WHAT IS EXPECTED:
Run through the records and show each line that includes the string "existing".

Records contained in a dataset:
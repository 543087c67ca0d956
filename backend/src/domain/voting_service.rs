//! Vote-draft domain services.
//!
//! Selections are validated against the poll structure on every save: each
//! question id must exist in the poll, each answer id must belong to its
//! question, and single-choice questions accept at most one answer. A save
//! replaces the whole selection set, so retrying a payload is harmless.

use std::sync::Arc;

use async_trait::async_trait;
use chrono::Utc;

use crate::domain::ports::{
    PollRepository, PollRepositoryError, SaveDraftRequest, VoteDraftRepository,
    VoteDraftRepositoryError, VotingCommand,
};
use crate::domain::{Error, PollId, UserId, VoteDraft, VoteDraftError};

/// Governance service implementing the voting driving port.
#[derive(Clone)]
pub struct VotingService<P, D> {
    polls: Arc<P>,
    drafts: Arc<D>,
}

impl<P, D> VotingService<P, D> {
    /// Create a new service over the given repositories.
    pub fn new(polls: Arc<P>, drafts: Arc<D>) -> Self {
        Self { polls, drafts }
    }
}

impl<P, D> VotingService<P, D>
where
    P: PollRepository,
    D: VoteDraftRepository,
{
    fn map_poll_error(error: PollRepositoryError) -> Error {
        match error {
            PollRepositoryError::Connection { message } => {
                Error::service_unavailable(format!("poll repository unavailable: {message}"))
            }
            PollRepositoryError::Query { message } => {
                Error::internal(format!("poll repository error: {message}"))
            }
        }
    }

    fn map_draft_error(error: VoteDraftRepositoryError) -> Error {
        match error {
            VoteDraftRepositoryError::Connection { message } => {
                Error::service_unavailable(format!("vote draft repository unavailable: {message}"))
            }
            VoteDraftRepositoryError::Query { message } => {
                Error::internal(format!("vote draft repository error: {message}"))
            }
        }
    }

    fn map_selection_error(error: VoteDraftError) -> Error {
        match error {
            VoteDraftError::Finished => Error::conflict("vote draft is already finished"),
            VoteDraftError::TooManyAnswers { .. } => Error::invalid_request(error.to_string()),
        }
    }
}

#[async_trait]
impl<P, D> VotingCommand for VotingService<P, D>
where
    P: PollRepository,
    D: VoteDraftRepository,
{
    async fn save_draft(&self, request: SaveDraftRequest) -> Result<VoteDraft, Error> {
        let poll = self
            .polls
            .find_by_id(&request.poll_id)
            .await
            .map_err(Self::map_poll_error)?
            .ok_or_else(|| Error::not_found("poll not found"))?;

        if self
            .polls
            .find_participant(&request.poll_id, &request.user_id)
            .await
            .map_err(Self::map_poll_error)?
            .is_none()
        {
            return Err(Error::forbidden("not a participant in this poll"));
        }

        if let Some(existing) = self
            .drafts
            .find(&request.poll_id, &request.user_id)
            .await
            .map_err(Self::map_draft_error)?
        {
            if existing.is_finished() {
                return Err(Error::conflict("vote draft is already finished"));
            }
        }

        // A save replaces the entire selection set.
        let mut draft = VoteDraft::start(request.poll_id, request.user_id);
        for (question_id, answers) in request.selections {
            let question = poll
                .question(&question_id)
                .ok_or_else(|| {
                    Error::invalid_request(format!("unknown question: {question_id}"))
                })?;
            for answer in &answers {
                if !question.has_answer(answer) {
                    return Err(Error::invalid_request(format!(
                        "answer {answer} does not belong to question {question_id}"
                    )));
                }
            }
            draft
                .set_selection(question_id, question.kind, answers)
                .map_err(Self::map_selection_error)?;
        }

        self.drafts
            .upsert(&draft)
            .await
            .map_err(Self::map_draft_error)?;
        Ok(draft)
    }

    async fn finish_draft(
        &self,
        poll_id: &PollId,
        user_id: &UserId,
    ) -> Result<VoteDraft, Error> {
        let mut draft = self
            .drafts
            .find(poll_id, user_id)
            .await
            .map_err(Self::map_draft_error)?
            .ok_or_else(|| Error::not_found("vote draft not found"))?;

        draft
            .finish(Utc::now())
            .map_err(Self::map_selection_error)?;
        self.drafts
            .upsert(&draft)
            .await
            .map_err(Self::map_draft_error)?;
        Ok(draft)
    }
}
--
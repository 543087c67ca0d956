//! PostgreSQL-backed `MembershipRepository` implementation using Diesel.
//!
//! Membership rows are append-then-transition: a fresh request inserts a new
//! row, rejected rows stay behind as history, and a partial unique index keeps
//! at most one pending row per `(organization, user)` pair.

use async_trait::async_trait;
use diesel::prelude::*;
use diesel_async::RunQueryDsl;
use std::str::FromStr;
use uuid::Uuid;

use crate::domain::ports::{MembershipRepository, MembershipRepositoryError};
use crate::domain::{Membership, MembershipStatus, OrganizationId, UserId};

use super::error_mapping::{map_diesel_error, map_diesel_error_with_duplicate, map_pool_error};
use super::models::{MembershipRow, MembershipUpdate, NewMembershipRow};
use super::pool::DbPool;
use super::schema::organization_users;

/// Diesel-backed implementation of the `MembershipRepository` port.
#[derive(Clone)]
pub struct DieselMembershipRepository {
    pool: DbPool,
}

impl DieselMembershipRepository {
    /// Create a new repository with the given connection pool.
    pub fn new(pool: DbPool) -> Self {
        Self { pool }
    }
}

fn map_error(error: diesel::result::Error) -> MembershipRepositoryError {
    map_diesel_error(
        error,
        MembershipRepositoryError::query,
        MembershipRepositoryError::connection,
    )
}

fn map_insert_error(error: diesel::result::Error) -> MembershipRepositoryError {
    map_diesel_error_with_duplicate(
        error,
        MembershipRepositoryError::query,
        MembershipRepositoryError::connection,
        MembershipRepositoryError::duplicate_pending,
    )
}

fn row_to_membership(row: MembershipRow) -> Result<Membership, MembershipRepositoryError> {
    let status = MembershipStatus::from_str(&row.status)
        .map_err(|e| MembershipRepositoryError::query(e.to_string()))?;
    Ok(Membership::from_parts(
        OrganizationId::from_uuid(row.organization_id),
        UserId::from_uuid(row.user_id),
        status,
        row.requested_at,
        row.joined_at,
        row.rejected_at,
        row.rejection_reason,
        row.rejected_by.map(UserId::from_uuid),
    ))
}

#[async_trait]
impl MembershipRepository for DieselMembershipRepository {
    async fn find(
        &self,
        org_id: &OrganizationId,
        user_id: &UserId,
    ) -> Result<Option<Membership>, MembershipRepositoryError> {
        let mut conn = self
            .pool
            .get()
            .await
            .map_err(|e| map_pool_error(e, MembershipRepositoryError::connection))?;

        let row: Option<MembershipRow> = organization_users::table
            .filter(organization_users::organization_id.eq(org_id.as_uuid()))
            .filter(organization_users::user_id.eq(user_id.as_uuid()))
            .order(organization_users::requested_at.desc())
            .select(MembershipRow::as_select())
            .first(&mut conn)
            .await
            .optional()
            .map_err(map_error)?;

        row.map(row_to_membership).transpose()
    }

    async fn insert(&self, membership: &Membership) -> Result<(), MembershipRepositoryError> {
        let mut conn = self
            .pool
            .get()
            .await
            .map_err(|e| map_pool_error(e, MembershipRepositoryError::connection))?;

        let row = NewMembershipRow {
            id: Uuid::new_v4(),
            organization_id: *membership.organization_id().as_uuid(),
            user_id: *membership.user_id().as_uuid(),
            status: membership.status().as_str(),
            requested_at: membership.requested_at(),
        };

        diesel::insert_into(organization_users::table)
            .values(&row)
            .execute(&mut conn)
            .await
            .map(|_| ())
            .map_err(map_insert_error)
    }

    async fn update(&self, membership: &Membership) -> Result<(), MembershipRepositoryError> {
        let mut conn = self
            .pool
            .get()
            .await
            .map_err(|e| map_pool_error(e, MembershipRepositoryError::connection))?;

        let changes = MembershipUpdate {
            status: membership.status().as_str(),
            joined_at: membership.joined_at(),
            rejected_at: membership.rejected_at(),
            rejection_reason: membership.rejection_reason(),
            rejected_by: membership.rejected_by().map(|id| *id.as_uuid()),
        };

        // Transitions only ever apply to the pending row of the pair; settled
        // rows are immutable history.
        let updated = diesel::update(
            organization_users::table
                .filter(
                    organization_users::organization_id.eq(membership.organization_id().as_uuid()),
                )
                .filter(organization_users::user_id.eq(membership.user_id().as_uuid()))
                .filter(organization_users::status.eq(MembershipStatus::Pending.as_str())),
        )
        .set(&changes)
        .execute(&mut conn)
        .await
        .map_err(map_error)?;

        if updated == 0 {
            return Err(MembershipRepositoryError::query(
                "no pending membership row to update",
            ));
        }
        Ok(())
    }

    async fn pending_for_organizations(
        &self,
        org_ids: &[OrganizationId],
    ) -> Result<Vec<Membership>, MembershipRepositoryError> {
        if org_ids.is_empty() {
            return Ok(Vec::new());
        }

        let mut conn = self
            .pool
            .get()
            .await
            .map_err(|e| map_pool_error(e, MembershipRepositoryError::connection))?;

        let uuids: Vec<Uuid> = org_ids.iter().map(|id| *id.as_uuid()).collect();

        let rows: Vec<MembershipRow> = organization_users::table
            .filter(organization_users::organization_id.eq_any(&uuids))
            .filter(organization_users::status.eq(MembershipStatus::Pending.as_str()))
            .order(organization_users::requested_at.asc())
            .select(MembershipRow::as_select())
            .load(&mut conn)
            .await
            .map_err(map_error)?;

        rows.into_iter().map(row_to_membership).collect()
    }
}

EXPECTED ANSWER:
        if let Some(existing) = self
            if existing.is_finished() {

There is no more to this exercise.